**Work order**
Go through the entries below and print, exactly, the lines starting at the one with "async fn test_every_error_kind_falls_through()" and ending at the one with "async fn test_slow_candidate_times_out_and_falls_through()", keeping both ends and no others.

**Supplied records**
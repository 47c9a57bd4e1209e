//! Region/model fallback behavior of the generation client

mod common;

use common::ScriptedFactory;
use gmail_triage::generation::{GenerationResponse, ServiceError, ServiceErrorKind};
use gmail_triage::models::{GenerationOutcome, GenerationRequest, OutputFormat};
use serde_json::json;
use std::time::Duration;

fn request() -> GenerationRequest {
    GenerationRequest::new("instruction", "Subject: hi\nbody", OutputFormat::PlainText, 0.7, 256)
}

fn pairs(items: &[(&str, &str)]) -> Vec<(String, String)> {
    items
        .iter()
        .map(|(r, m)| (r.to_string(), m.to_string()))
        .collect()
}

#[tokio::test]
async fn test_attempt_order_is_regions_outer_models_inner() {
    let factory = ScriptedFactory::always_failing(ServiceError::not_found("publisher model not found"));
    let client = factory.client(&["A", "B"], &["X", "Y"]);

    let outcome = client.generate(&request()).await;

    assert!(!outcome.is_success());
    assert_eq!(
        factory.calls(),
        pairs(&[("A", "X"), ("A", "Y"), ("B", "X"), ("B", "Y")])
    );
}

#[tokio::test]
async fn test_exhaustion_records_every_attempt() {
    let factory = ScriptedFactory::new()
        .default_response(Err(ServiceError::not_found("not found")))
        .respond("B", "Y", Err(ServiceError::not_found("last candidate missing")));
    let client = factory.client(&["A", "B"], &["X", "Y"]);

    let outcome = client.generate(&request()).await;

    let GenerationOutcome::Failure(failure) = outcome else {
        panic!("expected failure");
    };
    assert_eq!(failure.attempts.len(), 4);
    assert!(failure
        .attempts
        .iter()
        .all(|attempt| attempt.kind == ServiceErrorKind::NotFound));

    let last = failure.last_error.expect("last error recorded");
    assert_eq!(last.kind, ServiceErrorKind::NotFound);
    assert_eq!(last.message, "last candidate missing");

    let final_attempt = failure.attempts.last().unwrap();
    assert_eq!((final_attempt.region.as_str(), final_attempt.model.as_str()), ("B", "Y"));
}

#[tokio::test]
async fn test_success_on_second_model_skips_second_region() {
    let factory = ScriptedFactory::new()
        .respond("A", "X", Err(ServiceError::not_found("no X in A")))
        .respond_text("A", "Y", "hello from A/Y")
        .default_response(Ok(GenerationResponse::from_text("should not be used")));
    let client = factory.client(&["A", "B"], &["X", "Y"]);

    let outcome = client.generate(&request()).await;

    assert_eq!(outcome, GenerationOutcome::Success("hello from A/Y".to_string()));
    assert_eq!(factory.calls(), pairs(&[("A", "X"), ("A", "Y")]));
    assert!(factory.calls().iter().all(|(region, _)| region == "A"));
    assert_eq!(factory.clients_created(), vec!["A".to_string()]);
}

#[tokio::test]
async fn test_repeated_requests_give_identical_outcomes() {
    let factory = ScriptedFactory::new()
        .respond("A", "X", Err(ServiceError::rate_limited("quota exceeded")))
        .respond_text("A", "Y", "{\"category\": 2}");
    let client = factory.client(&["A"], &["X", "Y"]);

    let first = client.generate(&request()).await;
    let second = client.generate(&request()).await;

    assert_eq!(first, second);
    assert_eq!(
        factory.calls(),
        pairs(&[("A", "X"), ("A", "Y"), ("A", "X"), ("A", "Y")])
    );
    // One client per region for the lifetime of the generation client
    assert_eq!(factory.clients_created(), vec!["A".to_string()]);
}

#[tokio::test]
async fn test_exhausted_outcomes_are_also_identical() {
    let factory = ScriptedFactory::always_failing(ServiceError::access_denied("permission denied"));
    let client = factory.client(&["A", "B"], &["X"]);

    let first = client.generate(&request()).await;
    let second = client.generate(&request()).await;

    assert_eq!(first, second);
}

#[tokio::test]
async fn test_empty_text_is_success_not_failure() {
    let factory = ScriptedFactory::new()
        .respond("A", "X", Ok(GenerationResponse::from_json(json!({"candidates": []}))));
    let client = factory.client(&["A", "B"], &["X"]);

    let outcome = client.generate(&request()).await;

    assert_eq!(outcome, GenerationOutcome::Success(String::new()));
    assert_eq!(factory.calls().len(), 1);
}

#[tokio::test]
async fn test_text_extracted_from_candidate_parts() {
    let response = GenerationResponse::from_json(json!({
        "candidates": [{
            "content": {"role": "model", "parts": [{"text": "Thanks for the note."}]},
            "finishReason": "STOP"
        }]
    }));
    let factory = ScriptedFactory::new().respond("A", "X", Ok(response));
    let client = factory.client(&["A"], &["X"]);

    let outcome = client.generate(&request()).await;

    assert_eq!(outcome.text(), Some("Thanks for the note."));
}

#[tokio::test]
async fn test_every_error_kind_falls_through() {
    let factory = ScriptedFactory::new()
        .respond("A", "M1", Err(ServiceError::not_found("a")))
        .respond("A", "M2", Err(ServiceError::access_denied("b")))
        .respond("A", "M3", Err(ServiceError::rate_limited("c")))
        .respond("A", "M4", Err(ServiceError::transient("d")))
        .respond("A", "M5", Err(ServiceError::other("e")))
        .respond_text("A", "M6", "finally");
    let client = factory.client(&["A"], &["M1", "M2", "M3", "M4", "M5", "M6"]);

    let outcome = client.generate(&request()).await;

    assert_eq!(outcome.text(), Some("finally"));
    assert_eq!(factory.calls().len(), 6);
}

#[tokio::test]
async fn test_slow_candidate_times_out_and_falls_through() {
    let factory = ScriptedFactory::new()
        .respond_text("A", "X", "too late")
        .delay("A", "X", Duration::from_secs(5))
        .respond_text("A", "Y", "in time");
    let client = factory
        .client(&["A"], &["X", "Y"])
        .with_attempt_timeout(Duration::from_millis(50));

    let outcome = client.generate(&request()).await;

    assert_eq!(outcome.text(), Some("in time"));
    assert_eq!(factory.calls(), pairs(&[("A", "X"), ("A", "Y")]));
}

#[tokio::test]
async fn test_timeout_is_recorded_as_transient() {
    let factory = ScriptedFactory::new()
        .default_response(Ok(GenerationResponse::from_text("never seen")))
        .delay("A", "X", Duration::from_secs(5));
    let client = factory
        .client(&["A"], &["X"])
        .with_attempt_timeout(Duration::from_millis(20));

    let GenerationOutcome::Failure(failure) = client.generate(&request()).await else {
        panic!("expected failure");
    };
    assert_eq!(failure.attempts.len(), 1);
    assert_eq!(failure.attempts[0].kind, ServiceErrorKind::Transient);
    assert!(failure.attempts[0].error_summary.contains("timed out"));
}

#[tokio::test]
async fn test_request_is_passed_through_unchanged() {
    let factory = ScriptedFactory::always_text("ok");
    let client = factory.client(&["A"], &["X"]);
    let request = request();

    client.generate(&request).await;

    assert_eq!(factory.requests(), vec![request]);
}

--

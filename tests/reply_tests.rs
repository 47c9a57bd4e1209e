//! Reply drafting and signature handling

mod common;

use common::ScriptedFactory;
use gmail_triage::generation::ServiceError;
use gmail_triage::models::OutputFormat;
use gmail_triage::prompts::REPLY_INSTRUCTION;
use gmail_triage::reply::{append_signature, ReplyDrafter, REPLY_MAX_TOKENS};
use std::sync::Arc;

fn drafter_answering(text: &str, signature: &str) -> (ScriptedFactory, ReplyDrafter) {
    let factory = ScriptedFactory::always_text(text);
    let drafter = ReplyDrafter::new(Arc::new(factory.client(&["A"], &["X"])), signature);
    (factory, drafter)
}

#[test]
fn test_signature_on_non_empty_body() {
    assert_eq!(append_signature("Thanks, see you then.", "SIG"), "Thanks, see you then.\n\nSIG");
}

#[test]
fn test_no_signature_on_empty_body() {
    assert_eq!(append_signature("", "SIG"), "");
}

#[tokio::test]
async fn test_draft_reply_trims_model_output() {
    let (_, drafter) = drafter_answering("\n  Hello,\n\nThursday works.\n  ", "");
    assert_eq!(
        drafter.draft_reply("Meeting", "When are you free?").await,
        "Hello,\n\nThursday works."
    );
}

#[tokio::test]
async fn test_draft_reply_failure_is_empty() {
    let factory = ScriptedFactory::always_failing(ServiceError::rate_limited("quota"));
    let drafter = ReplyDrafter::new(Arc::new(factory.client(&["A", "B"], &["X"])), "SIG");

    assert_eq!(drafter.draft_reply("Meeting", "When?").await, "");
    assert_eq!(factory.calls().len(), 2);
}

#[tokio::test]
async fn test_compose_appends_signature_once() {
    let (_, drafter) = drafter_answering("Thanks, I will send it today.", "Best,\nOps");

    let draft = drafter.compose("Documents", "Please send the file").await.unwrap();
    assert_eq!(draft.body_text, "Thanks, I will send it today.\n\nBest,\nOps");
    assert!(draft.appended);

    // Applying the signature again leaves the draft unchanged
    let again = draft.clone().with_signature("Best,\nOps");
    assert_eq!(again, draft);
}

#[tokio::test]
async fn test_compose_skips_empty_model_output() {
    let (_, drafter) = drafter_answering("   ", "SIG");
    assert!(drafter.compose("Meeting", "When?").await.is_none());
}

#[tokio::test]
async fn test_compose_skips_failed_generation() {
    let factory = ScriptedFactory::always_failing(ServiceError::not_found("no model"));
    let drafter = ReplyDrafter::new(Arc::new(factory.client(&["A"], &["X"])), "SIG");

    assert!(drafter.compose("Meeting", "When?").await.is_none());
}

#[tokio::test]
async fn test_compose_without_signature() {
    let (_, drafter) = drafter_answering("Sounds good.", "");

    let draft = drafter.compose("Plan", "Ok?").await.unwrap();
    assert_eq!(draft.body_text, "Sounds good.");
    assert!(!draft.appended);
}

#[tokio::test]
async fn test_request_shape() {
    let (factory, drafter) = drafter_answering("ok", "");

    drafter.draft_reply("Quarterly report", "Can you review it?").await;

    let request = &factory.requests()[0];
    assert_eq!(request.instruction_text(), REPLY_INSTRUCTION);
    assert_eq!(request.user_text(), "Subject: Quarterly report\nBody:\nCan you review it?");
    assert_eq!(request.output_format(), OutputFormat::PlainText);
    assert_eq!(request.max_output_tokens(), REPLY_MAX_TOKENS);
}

**Result of this exercise**
async fn test_every_error_kind_falls_through() {
    let factory = ScriptedFactory::new()
        .respond("A", "M1", Err(ServiceError::not_found("a")))
        .respond("A", "M2", Err(ServiceError::access_denied("b")))
        .respond("A", "M3", Err(ServiceError::rate_limited("c")))
        .respond("A", "M4", Err(ServiceError::transient("d")))
        .respond("A", "M5", Err(ServiceError::other("e")))
        .respond_text("A", "M6", "finally");
    let client = factory.client(&["A"], &["M1", "M2", "M3", "M4", "M5", "M6"]);

    let outcome = client.generate(&request()).await;

    assert_eq!(outcome.text(), Some("finally"));
    assert_eq!(factory.calls().len(), 6);
}

#[tokio::test]
async fn test_slow_candidate_times_out_and_falls_through() {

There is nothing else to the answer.